Substituting these back into the expression makes further simplification possible. Leading to a cleaner and easier-to-solve expression, simplifying square roots like this is foundational for handling higher algebra problems.

When faced with complex fractions, breaking them down step by step is essential. After simplifying square roots, let's tackle the fraction \(\frac{8 - 4\sqrt{5}}{4}\).

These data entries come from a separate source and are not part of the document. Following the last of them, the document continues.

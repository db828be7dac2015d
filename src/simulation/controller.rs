//! The simulation controller.
//!
//! Owns the control panel, the physical state and everything derived from a
//! run. One instance lives for the whole session and is driven by the frame
//! loop: pointer events first, then `tick`, then rendering.

use crate::config::{ChemostatConfig, ConfigError, KineticConstants};
use crate::controls::{ControlAction, ControlPanel, ParameterId, PointerEvent};
use crate::kinetics::{EulerIntegrator, ModelParameters};
use crate::state::{CosmeticState, HistoryBuffer, RunState, SimulationState};

/// Ticks between progress log lines
const LOG_INTERVAL_TICKS: u64 = 500;

pub struct SimulationController {
    panel: ControlPanel,
    /// Fixed Ks and Yxs, combined with slider values at each reset
    constants: KineticConstants,
    params: ModelParameters,
    state: SimulationState,
    history: HistoryBuffer,
    integrator: EulerIntegrator,
    run_state: RunState,
    cosmetic: CosmeticState,
    agitator_step_rad: f32,
}

impl SimulationController {
    /// Build the panel from configuration and load its starting values.
    pub fn new(config: &ChemostatConfig) -> Result<Self, ConfigError> {
        config.validate()?;

        let panel = ControlPanel::from_config(&config.controls)?;
        let params = ModelParameters::from_config(config)?;
        let integrator = EulerIntegrator::new(config.integrator.dt_h)?;

        let mut controller = Self {
            panel,
            constants: config.kinetics.clone(),
            params,
            state: SimulationState::new(
                config.controls.biomass_initial.clamped_default(),
                config.controls.substrate_initial.clamped_default(),
            ),
            history: HistoryBuffer::new(),
            integrator,
            run_state: RunState::Stopped,
            cosmetic: CosmeticState::default(),
            agitator_step_rad: config.display.agitator_step_rad,
        };
        controller.reset();
        Ok(controller)
    }

    /// Copy the panel into the model, clear history and stop.
    pub fn reset(&mut self) {
        match self.read_parameters() {
            Ok(params) => self.params = params,
            Err(e) => log::error!("Rejected panel parameters ({}), keeping previous run's", e),
        }

        self.state = SimulationState::new(
            self.panel.value(ParameterId::BiomassInitial),
            self.panel.value(ParameterId::SubstrateInitial),
        );
        self.history.clear();
        self.integrator.reset();
        self.run_state = RunState::Stopped;

        log::debug!(
            "Reset: X0={:.3} g/L, S0={:.2} g/L, μmax={:.3} 1/h, D={:.3} 1/h, Sf={:.2} g/L",
            self.state.biomass_g_per_L,
            self.state.substrate_g_per_L,
            self.params.max_growth_rate_per_h(),
            self.params.dilution_rate_per_h(),
            self.params.feed_substrate_g_per_L()
        );
    }

    /// Reset from the current panel values and begin running.
    pub fn start(&mut self) {
        self.reset();
        self.run_state = RunState::Running;
        log::info!("Simulation started");
    }

    /// Advance one fixed step if running.
    pub fn tick(&mut self) {
        if !self.run_state.is_running() {
            return;
        }

        self.state = self.integrator.advance(&self.state, &self.params);
        self.history.append(self.state.into());
        self.cosmetic.advance(self.agitator_step_rad);

        if self.integrator.step_count % LOG_INTERVAL_TICKS == 0 {
            log::debug!(
                "t={:.1} h: X={:.4} g/L, S={:.4} g/L",
                self.integrator.time_h,
                self.state.biomass_g_per_L,
                self.state.substrate_g_per_L
            );
        }
    }

    /// Route a pointer event to the panel, firing any button it hits.
    pub fn handle_pointer(&mut self, event: PointerEvent) -> Option<ControlAction> {
        match event {
            PointerEvent::Pressed(pointer) => {
                let action = self.panel.press(pointer)?;
                match action {
                    ControlAction::Start => self.start(),
                    ControlAction::Reset => self.reset(),
                }
                Some(action)
            }
            PointerEvent::Dragged(pointer) => {
                self.panel.drag(pointer);
                None
            }
            PointerEvent::Released(_) => {
                self.panel.release();
                None
            }
        }
    }

    fn read_parameters(&self) -> Result<ModelParameters, ConfigError> {
        ModelParameters::new(
            self.panel.value(ParameterId::MaxGrowthRate),
            self.constants.half_saturation_g_per_L,
            self.constants.yield_coefficient,
            self.panel.value(ParameterId::DilutionRate),
            self.panel.value(ParameterId::FeedSubstrate),
        )
    }

    // === Read-only views for the presentation layer ===

    pub fn state(&self) -> &SimulationState {
        &self.state
    }

    pub fn params(&self) -> &ModelParameters {
        &self.params
    }

    pub fn history(&self) -> &HistoryBuffer {
        &self.history
    }

    pub fn run_state(&self) -> RunState {
        self.run_state
    }

    pub fn controls(&self) -> &ControlPanel {
        &self.panel
    }

    /// Direct panel access for keyboard nudges and tests
    pub fn controls_mut(&mut self) -> &mut ControlPanel {
        &mut self.panel
    }

    pub fn cosmetic(&self) -> &CosmeticState {
        &self.cosmetic
    }

    pub fn time_h(&self) -> f64 {
        self.integrator.time_h
    }

    pub fn tick_count(&self) -> u64 {
        self.integrator.step_count
    }

    pub fn dt_h(&self) -> f64 {
        self.integrator.dt_h()
    }
}

#[cfg(test)]
mod tests {
    use super::*;

    fn controller() -> SimulationController {
        SimulationController::new(&ChemostatConfig::default()).unwrap()
    }

    #[test]
    fn test_constructed_stopped_with_defaults() {
        let c = controller();
        assert_eq!(c.run_state(), RunState::Stopped);
        assert_eq!(*c.state(), SimulationState::new(0.1, 20.0));
        assert!(c.history().is_empty());
    }

    #[test]
    fn test_tick_is_noop_when_stopped() {
        let mut c = controller();
        c.tick();
        assert_eq!(c.tick_count(), 0);
        assert!(c.history().is_empty());
        assert_eq!(c.cosmetic().agitator_angle_rad, 0.0);
    }

    #[test]
    fn test_tick_appends_and_rotates() {
        let mut c = controller();
        c.start();
        c.tick();
        c.tick();

        assert_eq!(c.history().len(), 2);
        assert_eq!(c.history().last().copied(), Some((*c.state()).into()));
        assert!((c.cosmetic().agitator_angle_rad - 0.2).abs() < 1e-6);
    }

    #[test]
    fn test_midrun_slider_change_waits_for_reset() {
        let mut c = controller();
        c.start();
        c.tick();

        let slider = c.controls_mut().slider_mut(ParameterId::DilutionRate);
        slider.begin_drag();
        slider.update_drag(glam::Vec2::new(260.0, 350.0));
        slider.end_drag();
        assert_eq!(c.params().dilution_rate_per_h(), 0.2);

        c.reset();
        assert_eq!(c.params().dilution_rate_per_h(), 0.6);
    }
}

Begin by splitting the fraction: \(\frac{8}{4} - \frac{4\sqrt{5}}{4}\).

This separation allows you to simplify each term individually. By doing so, \(\frac{8}{4} = 2\) and \(\frac{4\sqrt{5}}{4} = \sqrt{5}\).

Understanding fraction operations and being comfortable with these algebraic steps is crucial for simplifying complex algebraic expressions.

Algebraic simplification brings order to complex expressions. By simplifying components such as square roots and fractions, the overall algebraic expression becomes more manageable.

For example, after simplifying and substituting the square root back into the expression, we ended up with \(\frac{8 - 4\sqrt{5}}{4}\). We then split this into two simpler fractions: \(\frac{8}{4}\), which simplifies to 2, and \(\frac{4\sqrt{5}}{4}\) which simplifies to \(\root{5}\).

The final simplified expression is \(2 - \sqrt{5}\).

Through careful steps focusing on square roots and fractions, algebraic simplification brings clarity and paves the way for solving more advanced problems.